Directions for this task
Beginning with the first line of the data below, reproduce every line unchanged, ending with the line that holds "self.preview.current = match".

Saved data entries
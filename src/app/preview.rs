use super::{App, Preview};
use crate::catalog::WallpaperRecord;
use ratatui_image::picker::Picker;

impl App {
    /// Which record the preview pane should show right now.
    fn preview_target(&self) -> Option<WallpaperRecord> {
        match self.session.selected_wallpaper() {
            Some(record) => Some(record.clone()),
            None if self.config.display.list_preview => self.highlighted_record().cloned(),
            None => None,
        }
    }

    /// Fetch the image for the current view again. Nothing is kept between
    /// fetches, so opening the same record twice downloads it twice.
    pub fn refresh_preview(&mut self) {
        self.preview.current = match self.preview_target() {
            Some(record) => Some(self.load_preview(&record)),
            None => None,
        };
    }

    /// Refresh only when the target record differs from what is on screen.
    pub(super) fn refresh_preview_if_moved(&mut self) {
        let target = self.preview_target();
        let shown = self.preview.current.as_ref().map(|p| p.name.as_str());
        if target.as_ref().map(|r| r.name.as_str()) != shown {
            self.refresh_preview();
        }
    }

    fn load_preview(&mut self, record: &WallpaperRecord) -> Preview {
        match self.source.fetch(&record.url) {
            Ok(fetched) => {
                let size = fetched.dimensions();
                let protocol = self
                    .preview
                    .picker
                    .as_mut()
                    .map(|picker| picker.new_resize_protocol(fetched.image));
                Preview {
                    name: record.name.clone(),
                    size: Some(size),
                    protocol,
                    error: None,
                }
            }
            Err(e) => {
                tracing::warn!(name = %record.name, "preview fetch failed: {}", e);
                Preview {
                    name: record.name.clone(),
                    size: None,
                    protocol: None,
                    error: Some(format!("Error loading image: {}", e)),
                }
            }
        }
    }

    pub(super) fn new_picker() -> Picker {
        let mut picker = Picker::from_termios().unwrap_or_else(|_| Picker::new((8, 16)));
        picker.guess_protocol();
        picker
    }

    /// Font size may change with the window; re-detect and redraw the image.
    pub fn handle_resize(&mut self) {
        if self.preview.picker.is_some() {
            self.preview.picker = Some(Self::new_picker());
        }
        self.refresh_preview();
    }
}
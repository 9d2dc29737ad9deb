use crate::app::App;
use crate::ui::theme::Theme;
use crate::upload::UPLOAD_EXTENSIONS;
use crate::utils::truncate;
use ratatui::{
    layout::{Constraint, Direction, Layout, Rect},
    style::{Modifier, Style},
    text::{Line, Span},
    widgets::{Block, Borders, Paragraph, Wrap},
    Frame,
};

const ABOUT_AUTHOR: &str = "Made by Yaksh";

pub(super) fn draw_sidebar(f: &mut Frame, app: &App, area: Rect, theme: &Theme) {
    let chunks = Layout::default()
        .direction(Direction::Vertical)
        .constraints([Constraint::Min(6), Constraint::Length(5)])
        .split(area);

    draw_upload(f, app, chunks[0], theme);
    draw_about(f, chunks[1], theme);
}

fn draw_upload(f: &mut Frame, app: &App, area: Rect, theme: &Theme) {
    let block = Block::default()
        .title(" Upload Your Wallpaper ")
        .title_style(Style::default().fg(theme.highlight).add_modifier(Modifier::BOLD))
        .borders(Borders::ALL)
        .border_style(Style::default().fg(theme.border));
    let inner = block.inner(area);
    f.render_widget(block, area);

    let width = inner.width as usize;
    let kb = &app.config.keybindings;
    let mut lines = vec![
        Line::from(vec![
            Span::styled(kb.upload.clone(), Style::default().fg(theme.accent)),
            Span::styled(" or :upload <path>", Style::default().fg(theme.fg_secondary)),
        ]),
        Line::from(Span::styled(
            format!("Types: {}", UPLOAD_EXTENSIONS.join(", ")),
            Style::default().fg(theme.fg_muted),
        )),
        Line::from(Span::styled(
            truncate(&format!("Into: {}", app.store().uploads_dir().display()), width),
            Style::default().fg(theme.fg_muted),
        )),
    ];

    if let Some(path) = &app.ui.last_upload {
        lines.push(Line::from(""));
        lines.push(Line::from(Span::styled(
            "Last upload",
            Style::default().fg(theme.fg_secondary),
        )));
        let name = path
            .file_name()
            .map(|n| n.to_string_lossy().into_owned())
            .unwrap_or_default();
        lines.push(Line::from(Span::styled(
            truncate(&name, width),
            Style::default().fg(theme.success),
        )));
    }

    f.render_widget(Paragraph::new(lines).wrap(Wrap { trim: true }), inner);
}

fn draw_about(f: &mut Frame, area: Rect, theme: &Theme) {
    let block = Block::default()
        .title(" About ")
        .title_style(Style::default().fg(theme.highlight).add_modifier(Modifier::BOLD))
        .borders(Borders::ALL)
        .border_style(Style::default().fg(theme.border));
    let inner = block.inner(area);
    f.render_widget(block, area);

    let lines = vec![
        Line::from(Span::styled(ABOUT_AUTHOR, Style::default().fg(theme.fg_primary))),
        Line::from(vec![
            Span::styled("Version ", Style::default().fg(theme.fg_muted)),
            Span::styled(env!("CARGO_PKG_VERSION"), Style::default().fg(theme.accent)),
        ]),
    ];
    f.render_widget(Paragraph::new(lines), inner);
}
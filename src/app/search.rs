use super::App;

impl App {
    /// Recompute visible entries from the search text, keeping the cursor in range.
    pub fn update_visible(&mut self) {
        self.browse.visible = self.catalog.filter_indices(&self.browse.query);

        if self.browse.visible.is_empty() {
            self.browse.cursor = 0;
        } else if self.browse.cursor >= self.browse.visible.len() {
            self.browse.cursor = self.browse.visible.len() - 1;
        }
    }

    /// Replace the search text and refresh the list.
    pub fn set_query(&mut self, query: &str) {
        self.browse.query = query.to_string();
        self.browse.cursor = 0;
        self.update_visible();
        self.refresh_preview_if_moved();
    }

    pub fn enter_search_mode(&mut self) {
        self.ui.search_mode = true;
    }

    pub fn exit_search_mode(&mut self) {
        self.ui.search_mode = false;
    }

    /// Add character to the search text.
    pub fn search_input(&mut self, c: char) {
        let mut query = std::mem::take(&mut self.browse.query);
        query.push(c);
        self.set_query(&query);
    }

    /// Remove last character from the search text.
    pub fn search_backspace(&mut self) {
        let mut query = std::mem::take(&mut self.browse.query);
        query.pop();
        self.set_query(&query);
    }

    pub fn clear_search(&mut self) {
        self.set_query("");
    }
}
use super::{center_vertically, fit_aspect};
use crate::app::App;
use crate::ui::theme::Theme;
use crate::utils::truncate;
use ratatui::{
    layout::{Alignment, Rect},
    style::{Modifier, Style},
    text::{Line, Span},
    widgets::{Block, Borders, Clear, List, ListItem, ListState, Paragraph},
    Frame,
};
use ratatui_image::StatefulImage;

pub(super) fn draw_list(f: &mut Frame, app: &App, area: Rect, theme: &Theme) {
    let block = Block::default()
        .title(" Wallpapers ")
        .title_style(Style::default().fg(theme.highlight).add_modifier(Modifier::BOLD))
        .borders(Borders::ALL)
        .border_style(Style::default().fg(theme.border));
    let inner = block.inner(area);
    f.render_widget(block, area);

    if app.browse.visible.is_empty() {
        let empty = Paragraph::new("No matching wallpapers")
            .style(Style::default().fg(theme.fg_muted))
            .alignment(Alignment::Center);
        f.render_widget(empty, center_vertically(inner, 1));
        return;
    }

    let name_width = inner.width.saturating_sub(6) as usize;
    let items: Vec<ListItem> = app
        .browse
        .visible
        .iter()
        .filter_map(|&i| app.catalog.get(i))
        .map(|record| {
            let mut spans = vec![Span::styled(
                truncate(&record.name, name_width),
                Style::default().fg(theme.fg_primary),
            )];
            if app.is_downloaded(record) {
                spans.push(Span::styled(" ↓", Style::default().fg(theme.success)));
            }
            if app.session.is_applied(&record.name) {
                spans.push(Span::styled(" ✓", Style::default().fg(theme.accent_alt)));
            }
            ListItem::new(vec![
                Line::from(spans),
                Line::from(Span::styled(
                    truncate(&record.tag_line(), name_width),
                    Style::default().fg(theme.fg_muted),
                )),
            ])
        })
        .collect();

    let list = List::new(items)
        .highlight_style(
            Style::default()
                .fg(theme.highlight)
                .add_modifier(Modifier::BOLD),
        )
        .highlight_symbol("▶ ");

    let mut state = ListState::default().with_selected(Some(app.browse.cursor));
    f.render_stateful_widget(list, inner, &mut state);
}

pub(super) fn draw_preview(f: &mut Frame, app: &mut App, area: Rect, theme: &Theme, popup_active: bool) {
    let block = Block::default()
        .title(" Preview ")
        .title_style(Style::default().fg(theme.highlight).add_modifier(Modifier::BOLD))
        .borders(Borders::ALL)
        .border_style(Style::default().fg(theme.border));
    let inner = block.inner(area);
    f.render_widget(block, area);

    draw_image(f, app, inner, theme, popup_active);
}

/// Render the current preview image, or a text fallback, centered in `area`.
pub(super) fn draw_image(f: &mut Frame, app: &mut App, area: Rect, theme: &Theme, popup_active: bool) {
    if popup_active {
        let text = Paragraph::new("(popup active)")
            .style(Style::default().fg(theme.fg_muted))
            .alignment(Alignment::Center);
        f.render_widget(text, center_vertically(area, 1));
        return;
    }

    let Some(preview) = app.preview.current.as_mut() else {
        let text = Paragraph::new("No preview")
            .style(Style::default().fg(theme.fg_muted))
            .alignment(Alignment::Center);
        f.render_widget(text, center_vertically(area, 1));
        return;
    };

    if let Some(error) = &preview.error {
        let text = Paragraph::new(error.as_str())
            .style(Style::default().fg(theme.error))
            .alignment(Alignment::Center);
        f.render_widget(text, center_vertically(area, 1));
        return;
    }

    let (aspect_w, aspect_h) = preview.size.unwrap_or((16, 9));
    let (img_w, img_h) = fit_aspect(area.width, area.height.saturating_sub(1), aspect_w, aspect_h);
    if img_w == 0 || img_h == 0 {
        return;
    }
    let img_x = area.x + (area.width.saturating_sub(img_w)) / 2;
    let img_y = area.y + (area.height.saturating_sub(img_h + 1)) / 2;
    let img_area = Rect::new(img_x, img_y, img_w, img_h);

    match preview.protocol.as_mut() {
        Some(protocol) => {
            // Kitty keeps old placements around until the cells are cleared.
            f.render_widget(Clear, img_area);
            f.render_stateful_widget(StatefulImage::new(None), img_area, protocol);
        }
        None => {
            let label = Paragraph::new(preview.name.as_str())
                .style(Style::default().fg(theme.fg_secondary))
                .alignment(Alignment::Center);
            f.render_widget(label, center_vertically(img_area, 1));
        }
    }

    if let Some((w, h)) = preview.size {
        if img_area.bottom() < area.bottom() {
            let caption_area = Rect::new(area.x, img_area.bottom(), area.width, 1);
            let caption = Paragraph::new(format!("{} · {}x{}", preview.name, w, h))
                .style(Style::default().fg(theme.fg_muted))
                .alignment(Alignment::Center);
            f.render_widget(caption, caption_area);
        }
    }
}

Result for this task
filename src/app/preview.rs
use super::{App, Preview};
use crate::catalog::WallpaperRecord;
use ratatui_image::picker::Picker;

impl App {
    /// Which record the preview pane should show right now.
    fn preview_target(&self) -> Option<WallpaperRecord> {
        match self.session.selected_wallpaper() {
            Some(record) => Some(record.clone()),
            None if self.config.display.list_preview => self.highlighted_record().cloned(),
            None => None,
        }
    }

    /// Fetch the image for the current view again. Nothing is kept between
    /// fetches, so opening the same record twice downloads it twice.
    pub fn refresh_preview(&mut self) {
        self.preview.current = match self.preview_target() {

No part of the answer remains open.